#### Task to complete
Please reproduce exactly the lines from the start of the records through the one containing "This is the", and nothing more.

Saved entries

=== Begin Enclosure ===

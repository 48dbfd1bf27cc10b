//! Application state shared across routes

use std::sync::Arc;

use crate::config::Config;
use crate::session::{ConnectionRegistry, GatewayHandle, PlayerDirectory};

/// Shared application state
#[derive(Clone)]
pub struct AppState {
    pub config: Arc<Config>,
    pub registry: Arc<ConnectionRegistry>,
    pub directory: Arc<PlayerDirectory>,
    pub gateway: GatewayHandle,
}

impl AppState {
    pub fn new(
        config: Arc<Config>,
        registry: Arc<ConnectionRegistry>,
        directory: Arc<PlayerDirectory>,
        gateway: GatewayHandle,
    ) -> Self {
        Self {
            config,
            registry,
            directory,
            gateway,
        }
    }
}
//! Asteroid Arena Server - authoritative multiplayer game server
//!
//! This is the main entry point for the game server. It handles:
//! - WebSocket connections for login, input and subscriptions
//! - A fixed-rate authoritative tick broadcasting world snapshots
//! - The project selection side feed with root access
//! - A health endpoint for monitoring

mod app;
mod config;
mod game;
mod http;
mod projects;
mod session;
mod util;
mod ws;

use std::net::SocketAddr;
use std::sync::Arc;

use tokio::net::TcpListener;
use tracing::info;
use tracing_subscriber::{layer::SubscriberExt, util::SubscriberInitExt};

use crate::app::AppState;
use crate::config::Config;
use crate::game::WorldState;
use crate::http::build_router;
use crate::projects::ProjectCatalog;
use crate::session::{ConnectionRegistry, PlayerDirectory, SessionGateway};
use crate::util::time::init_server_time;

#[tokio::main]
async fn main() -> anyhow::Result<()> {
    // Load environment variables
    dotenvy::dotenv().ok();

    // Load configuration
    let config = Arc::new(Config::from_env()?);

    // Initialize tracing
    init_tracing(&config.log_level);

    // Initialize server time tracking
    init_server_time();

    info!("Starting Asteroid Arena Server");
    info!("Server address: {}", config.server_addr);
    info!(
        "World: {}x{} (seed {})",
        config.world_width, config.world_height, config.world_seed
    );

    // Session core components
    let registry = Arc::new(ConnectionRegistry::new());
    let directory = Arc::new(PlayerDirectory::new());
    let world = WorldState::new(config.world_width, config.world_height, config.world_seed);
    let projects = ProjectCatalog::new(config.root_password.clone());

    let (gateway, gateway_handle) =
        SessionGateway::new(registry.clone(), directory.clone(), world, projects);

    // Spawn the gateway event loop; the repeating broadcast tick lives
    // inside it and is the only cancellable unit
    let gateway_task = tokio::spawn(gateway.run());

    let state = AppState::new(config.clone(), registry, directory, gateway_handle);

    // Build router
    let router = build_router(state);

    // Start server
    let addr: SocketAddr = config.server_addr;
    let listener = TcpListener::bind(addr).await?;

    info!("Server listening on {}", addr);
    info!("Health check: http://{}/health", addr);
    info!("WebSocket endpoint: ws://{}/ws", addr);

    axum::serve(listener, router)
        .with_graceful_shutdown(shutdown_signal())
        .await?;

    gateway_task.abort();
    info!("Server shutdown complete");
    Ok(())
}

/// Initialize tracing/logging
fn init_tracing(log_level: &str) {
    let env_filter = tracing_subscriber::EnvFilter::try_from_default_env()
        .unwrap_or_else(|_| tracing_subscriber::EnvFilter::new(log_level));

    tracing_subscriber::registry()
        .with(env_filter)
        .with(tracing_subscriber::fmt::layer().with_target(true))
        .init();
}

/// Graceful shutdown signal handler
async fn shutdown_signal() {
    let ctrl_c = async {
        tokio::signal::ctrl_c()
            .await
            .expect("Failed to install Ctrl+C handler");
    };

    #[cfg(unix)]
    let terminate = async {
        tokio::signal::unix::signal(tokio::signal::unix::SignalKind::terminate())
            .expect("Failed to install signal handler")
            .recv()
            .await;
    };

    #[cfg(not(unix))]
    let terminate = std::future::pending::<()>();

    tokio::select! {
        _ = ctrl_c => {
            info!("Received Ctrl+C, starting graceful shutdown");
        }
        _ = terminate => {
            info!("Received terminate signal, starting graceful shutdown");
        }
    }
}
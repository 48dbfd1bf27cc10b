//! Game simulation modules

pub mod input;
pub mod physics;
pub mod snapshot;
pub mod world;

pub use input::InputRouter;
pub use world::WorldState;

/// Current input intent for a player.
///
/// Not a queue: each application overwrites the previous intent and the
/// next simulation tick consumes whatever is current.
#[derive(Debug, Clone, Copy, Default, PartialEq, Eq)]
pub struct InputIntent {
    pub left: bool,
    pub right: bool,
    pub up: bool,
    pub fire: bool,
}
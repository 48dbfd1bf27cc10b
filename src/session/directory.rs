//! Player directory - maps connection identities to players

use dashmap::mapref::entry::Entry;
use dashmap::DashMap;
use uuid::Uuid;

use crate::game::physics::{FIRE_COOLDOWN, SHIP_SIZE};
use crate::game::InputIntent;
use crate::util::time::unix_millis;

/// Authoritative player state, keyed by the owning connection's id.
#[derive(Debug, Clone)]
pub struct Player {
    pub id: Uuid,
    pub name: String,

    // Position and movement
    pub x: f32,
    pub y: f32,
    pub size: f32,
    pub heading: f32,
    pub vel_x: f32,
    pub vel_y: f32,

    // Transient render hints
    pub show_tail: bool,

    // Firing
    pub fire_cooldown: f32,

    // Input tracking
    pub input: InputIntent,

    pub joined_at: u64,
}

impl Player {
    pub fn new(id: Uuid, name: String, x: f32, y: f32, heading: f32) -> Self {
        Self {
            id,
            name,
            x,
            y,
            size: SHIP_SIZE,
            heading,
            vel_x: 0.0,
            vel_y: 0.0,
            show_tail: false,
            fire_cooldown: FIRE_COOLDOWN,
            input: InputIntent::default(),
            joined_at: unix_millis(),
        }
    }
}

/// Login errors
#[derive(Debug, Clone, PartialEq, Eq, thiserror::Error)]
pub enum LoginError {
    #[error("connection {0} already has a player")]
    DuplicateLogin(Uuid),
}

/// Directory of logged-in players, at most one per live connection.
///
/// All mutation happens on the gateway task; the map is shared so the
/// health endpoint can read counts.
pub struct PlayerDirectory {
    players: DashMap<Uuid, Player>,
}

impl PlayerDirectory {
    pub fn new() -> Self {
        Self {
            players: DashMap::new(),
        }
    }

    /// Create a player for `conn_id`. Any display name is accepted;
    /// a second login on the same connection is rejected and the
    /// original player is left untouched.
    pub fn login(
        &self,
        conn_id: Uuid,
        name: &str,
        spawn: (f32, f32, f32),
    ) -> Result<Player, LoginError> {
        match self.players.entry(conn_id) {
            Entry::Occupied(_) => Err(LoginError::DuplicateLogin(conn_id)),
            Entry::Vacant(slot) => {
                let (x, y, heading) = spawn;
                let player = Player::new(conn_id, name.to_string(), x, y, heading);
                slot.insert(player.clone());
                Ok(player)
            }
        }
    }

    pub fn get(&self, conn_id: Uuid) -> Option<Player> {
        self.players.get(&conn_id).map(|p| p.value().clone())
    }

    /// Remove and return the player so the caller can notify peers.
    /// Absent means nothing to announce (e.g. disconnect before login).
    pub fn remove(&self, conn_id: Uuid) -> Option<Player> {
        self.players.remove(&conn_id).map(|(_, p)| p)
    }

    /// Snapshot of all players for broadcast, order unspecified.
    pub fn all_players(&self) -> Vec<Player> {
        self.players.iter().map(|p| p.value().clone()).collect()
    }

    /// Overwrite a player's current input intent. Returns false if the
    /// connection has no player (dropped silently by the caller).
    pub fn set_input(&self, conn_id: Uuid, intent: InputIntent) -> bool {
        match self.players.get_mut(&conn_id) {
            Some(mut player) => {
                player.input = intent;
                true
            }
            None => false,
        }
    }

    /// Run `f` over every player, used by the simulation tick.
    pub fn for_each_mut(&self, mut f: impl FnMut(&mut Player)) {
        for mut entry in self.players.iter_mut() {
            f(entry.value_mut());
        }
    }

    pub fn len(&self) -> usize {
        self.players.len()
    }

    pub fn is_empty(&self) -> bool {
        self.players.is_empty()
    }
}

impl Default for PlayerDirectory {
    fn default() -> Self {
        Self::new()
    }
}
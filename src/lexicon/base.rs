//! Lexicon: the loaded resource.
//!
//! Holds every synset in an arena keyed by id, plus the indices derived from them. A lexicon is
//! assembled once through [LexiconBuilder] and never mutated afterwards, so shared references to
//! it can be handed to any number of readers.

use crate::{
    codec::LoadDiagnostic,
    error::WnError,
    properties::{PartOfSpeech, Relation, RelationType, Synset},
};
use serde::{Deserialize, Serialize};
use std::{
    collections::{BTreeMap, HashMap, HashSet},
    fmt,
};

use super::graph::{RelationIndex, RelationSubGraph};

#[derive(Debug, Clone, Default)]
pub struct Lexicon {
    synsets: BTreeMap<String, Synset>,
    literals: HashMap<PartOfSpeech, HashMap<String, Vec<String>>>,
    relations: RelationIndex,
    diagnostics: Vec<LoadDiagnostic>,
}

impl fmt::Display for Lexicon {
    fn fmt(&self, f: &mut fmt::Formatter<'_>) -> fmt::Result {
        write!(
            f,
            "Lexicon({} synsets, {} relations)",
            self.synsets.len(),
            self.relations.edge_count()
        )
    }
}

impl Lexicon {
    /// Build a lexicon directly from synsets, without relation inversion.
    pub fn from_synsets<I: IntoIterator<Item = Synset>>(synsets: I) -> Lexicon {
        let mut builder = LexiconBuilder::new().invert_relations(false);
        for synset in synsets {
            builder.insert(synset, 0);
        }
        builder.build()
    }

    pub fn len(&self) -> usize {
        self.synsets.len()
    }

    pub fn is_empty(&self) -> bool {
        self.synsets.is_empty()
    }

    pub fn contains(&self, id: &str) -> bool {
        self.synsets.contains_key(id)
    }

    pub fn synset(&self, id: &str) -> Option<&Synset> {
        self.synsets.get(id)
    }

    pub fn get_synset(&self, id: &str) -> Result<&Synset, WnError> {
        self.synsets
            .get(id)
            .ok_or_else(|| WnError::Lookup(format!("Synset id not found: {id}")))
    }

    /// All synsets, ordered by id.
    pub fn synsets(&self) -> impl Iterator<Item = &Synset> {
        self.synsets.values()
    }

    /// Synsets containing `word` as a literal, ordered by the literal's sense number.
    pub fn find_by_literal(&self, word: &str, pos: PartOfSpeech) -> Vec<&Synset> {
        self.literal_ids(word, pos)
            .iter()
            .filter_map(|id| self.synsets.get(id))
            .collect()
    }

    pub fn literal_ids(&self, word: &str, pos: PartOfSpeech) -> &[String] {
        self.literals
            .get(&pos)
            .and_then(|words| words.get(word))
            .map(|ids| ids.as_slice())
            .unwrap_or(&[])
    }

    /// The synset holding `word` with the given sense number.
    pub fn find_sense(&self, word: &str, sense: u32, pos: PartOfSpeech) -> Option<&Synset> {
        self.find_by_literal(word, pos).into_iter().find(|synset| {
            synset
                .literals
                .iter()
                .any(|l| l.word == word && l.sense_number() == Some(sense))
        })
    }

    /// Like [Lexicon::find_by_literal] but demands exactly one sense.
    pub fn find_unique(&self, word: &str, pos: PartOfSpeech) -> Result<&Synset, WnError> {
        match self.find_by_literal(word, pos).as_slice() {
            [synset] => Ok(*synset),
            [] => Err(WnError::Lookup(format!("Literal not found: {word} ({pos})"))),
            senses => Err(WnError::Lookup(format!(
                "Literal {word} ({pos}) is ambiguous: {} senses",
                senses.len()
            ))),
        }
    }

    pub fn targets(&self, id: &str, kind: &RelationType) -> &[String] {
        self.relations.targets(id, kind)
    }

    pub fn relation_types(&self, id: &str) -> Vec<&RelationType> {
        self.relations.kinds(id)
    }

    pub fn relation_count(&self) -> usize {
        self.relations.edge_count()
    }

    pub fn relation_subgraph(&self, kind: &RelationType) -> RelationSubGraph<'_> {
        self.relations.subgraph(kind)
    }

    /// Inconsistencies recorded while the lexicon was built.
    pub fn diagnostics(&self) -> &[LoadDiagnostic] {
        &self.diagnostics
    }

    pub fn stats(&self) -> LexiconStats {
        let mut per_pos: BTreeMap<PartOfSpeech, PosStats> = PartOfSpeech::all()
            .iter()
            .map(|pos| (*pos, PosStats::default()))
            .collect();
        let mut distinct = HashSet::new();
        let mut literal_occurrence_count = 0;
        for synset in self.synsets.values() {
            let entry = per_pos.entry(synset.pos).or_default();
            entry.synsets += 1;
            entry.word_senses += synset.literals.len();
            literal_occurrence_count += synset.literals.len();
            distinct.extend(synset.literals.iter().map(|l| l.word.as_str()));
        }
        for (pos, words) in self.literals.iter() {
            per_pos.entry(*pos).or_default().words = words.len();
        }
        LexiconStats {
            synset_count: self.synsets.len(),
            literal_occurrence_count,
            distinct_literal_count: distinct.len(),
            per_pos,
        }
    }
}

#[derive(Debug, Clone, Copy, Default, PartialEq, Eq, Serialize, Deserialize)]
pub struct PosStats {
    pub synsets: usize,
    pub word_senses: usize,
    /// Distinct words within this part of speech.
    pub words: usize,
}

#[derive(Debug, Clone, Default, PartialEq, Eq, Serialize, Deserialize)]
pub struct LexiconStats {
    pub synset_count: usize,
    pub literal_occurrence_count: usize,
    /// Unique word strings across every part of speech.
    pub distinct_literal_count: usize,
    pub per_pos: BTreeMap<PartOfSpeech, PosStats>,
}

impl fmt::Display for LexiconStats {
    fn fmt(&self, f: &mut fmt::Formatter<'_>) -> fmt::Result {
        writeln!(f, "{:<12}{:>12}{:>14}{:>10}", "PoS", "#synsets", "#word senses", "#words")?;
        for (pos, stats) in self.per_pos.iter() {
            writeln!(
                f,
                "{:<12}{:>12}{:>14}{:>10}",
                pos.name(),
                stats.synsets,
                stats.word_senses,
                stats.words
            )?;
        }
        write!(
            f,
            "{:<12}{:>12}{:>14}{:>10}",
            "total", self.synset_count, self.literal_occurrence_count, self.distinct_literal_count
        )
    }
}

/// Accumulates synsets in load order and turns them into a [Lexicon].
///
/// Duplicate ids replace the earlier record ("keep last"); every such event and every dangling
/// or self-referencing relation is recorded as a [LoadDiagnostic].
#[derive(Debug)]
pub struct LexiconBuilder {
    synsets: BTreeMap<String, Synset>,
    diagnostics: Vec<LoadDiagnostic>,
    invert_relations: bool,
}

impl Default for LexiconBuilder {
    fn default() -> Self {
        LexiconBuilder {
            synsets: BTreeMap::new(),
            diagnostics: Vec::new(),
            invert_relations: true,
        }
    }
}

impl LexiconBuilder {
    pub fn new() -> Self {
        Self::default()
    }

    /// Add the inverse of every invertible relation to its target (see
    /// [RelationType::inverse]). On by default.
    pub fn invert_relations(mut self, invert: bool) -> Self {
        self.invert_relations = invert;
        self
    }

    pub fn len(&self) -> usize {
        self.synsets.len()
    }

    pub fn is_empty(&self) -> bool {
        self.synsets.is_empty()
    }

    pub fn push_diagnostic(&mut self, diagnostic: LoadDiagnostic) {
        tracing::warn!("{}", diagnostic);
        self.diagnostics.push(diagnostic);
    }

    /// `line` is where the record starts in the source, for diagnostics.
    pub fn insert(&mut self, mut synset: Synset, line: usize) {
        let mut seen = HashSet::new();
        let mut repeated = Vec::new();
        synset.literals.retain(|l| {
            let first = seen.insert((l.word.clone(), l.sense.clone()));
            if !first {
                repeated.push((l.word.clone(), l.sense.clone()));
            }
            first
        });
        for (word, sense) in repeated {
            self.push_diagnostic(LoadDiagnostic::DuplicateLiteral {
                id: synset.id.clone(),
                word,
                sense,
                line,
            });
        }

        if self.synsets.contains_key(&synset.id) {
            self.push_diagnostic(LoadDiagnostic::DuplicateId {
                id: synset.id.clone(),
                line,
            });
        }
        self.synsets.insert(synset.id.clone(), synset);
    }

    pub fn build(mut self) -> Lexicon {
        self.check_relations();
        let literals = self.literal_index();
        let relations = RelationIndex::from_synsets(self.synsets.values());
        let lexicon = Lexicon {
            synsets: self.synsets,
            literals,
            relations,
            diagnostics: self.diagnostics,
        };
        tracing::info!(
            "Built {} with {} diagnostics",
            lexicon,
            lexicon.diagnostics.len()
        );
        lexicon
    }

    /// Records dangling and self-referencing relations and, when enabled, adds inverse edges.
    fn check_relations(&mut self) {
        let mut found = Vec::new();
        let mut inverses: Vec<(String, Relation)> = Vec::new();
        for (id, synset) in self.synsets.iter() {
            for relation in synset.relations.iter() {
                if &relation.target == id {
                    found.push(LoadDiagnostic::SelfReference {
                        id: id.clone(),
                        kind: relation.kind.clone(),
                    });
                } else if !self.synsets.contains_key(&relation.target) {
                    found.push(LoadDiagnostic::DanglingRelation {
                        source: id.clone(),
                        target: relation.target.clone(),
                        kind: relation.kind.clone(),
                    });
                } else if self.invert_relations {
                    if let Some(inverse) = relation.kind.inverse() {
                        inverses.push((relation.target.clone(), Relation::new(id.clone(), inverse)));
                    }
                }
            }
        }
        for diagnostic in found {
            self.push_diagnostic(diagnostic);
        }

        let mut added = 0usize;
        for (target, inverse) in inverses {
            if let Some(target_synset) = self.synsets.get_mut(&target) {
                if !target_synset.relations.contains(&inverse) {
                    tracing::debug!(
                        "Added inverted relation (target={},type={}) to synset {}",
                        inverse.target,
                        inverse.kind,
                        target
                    );
                    target_synset.relations.push(inverse);
                    added += 1;
                }
            }
        }
        if self.invert_relations {
            tracing::info!("Inverted relations: {} edges added", added);
        }
    }

    fn literal_index(&self) -> HashMap<PartOfSpeech, HashMap<String, Vec<String>>> {
        let mut senses: HashMap<PartOfSpeech, HashMap<String, Vec<(Option<u32>, &str)>>> =
            HashMap::new();
        for synset in self.synsets.values() {
            for literal in synset.literals.iter() {
                senses
                    .entry(synset.pos)
                    .or_default()
                    .entry(literal.word.clone())
                    .or_default()
                    .push((literal.sense_number(), synset.id.as_str()));
            }
        }

        senses
            .into_iter()
            .map(|(pos, words)| {
                let words = words
                    .into_iter()
                    .map(|(word, mut entries)| {
                        // Stable: equal sense numbers keep id order. Unnumbered senses go last.
                        entries.sort_by_key(|(sense, _)| sense.unwrap_or(u32::MAX));
                        let mut ids: Vec<String> = Vec::with_capacity(entries.len());
                        for (_, id) in entries {
                            if !ids.iter().any(|known| known == id) {
                                ids.push(id.to_string());
                            }
                        }
                        (word, ids)
                    })
                    .collect();
                (pos, words)
            })
            .collect()
    }
}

=== End Enclosure ===

#### Task answer
repository 48dbfd1bf27cc10b
//! Application state shared across routes

use std::sync::Arc;

use crate::config::Config;
use crate::session::{ConnectionRegistry, GatewayHandle, PlayerDirectory};

/// Shared application state
#[derive(Clone)]
pub struct AppState {
    pub config: Arc<Config>,
    pub registry: Arc<ConnectionRegistry>,
    pub directory: Arc<PlayerDirectory>,
    pub gateway: GatewayHandle,
}

impl AppState {
    pub fn new(
        config: Arc<Config>,
        registry: Arc<ConnectionRegistry>,
        directory: Arc<PlayerDirectory>,
        gateway: GatewayHandle,
    ) -> Self {
        Self {
            config,
            registry,
            directory,
            gateway,
        }
    }
}
//! Asteroid Arena Server - authoritative multiplayer game server
//!
//! This is the main entry point for the game server. It handles:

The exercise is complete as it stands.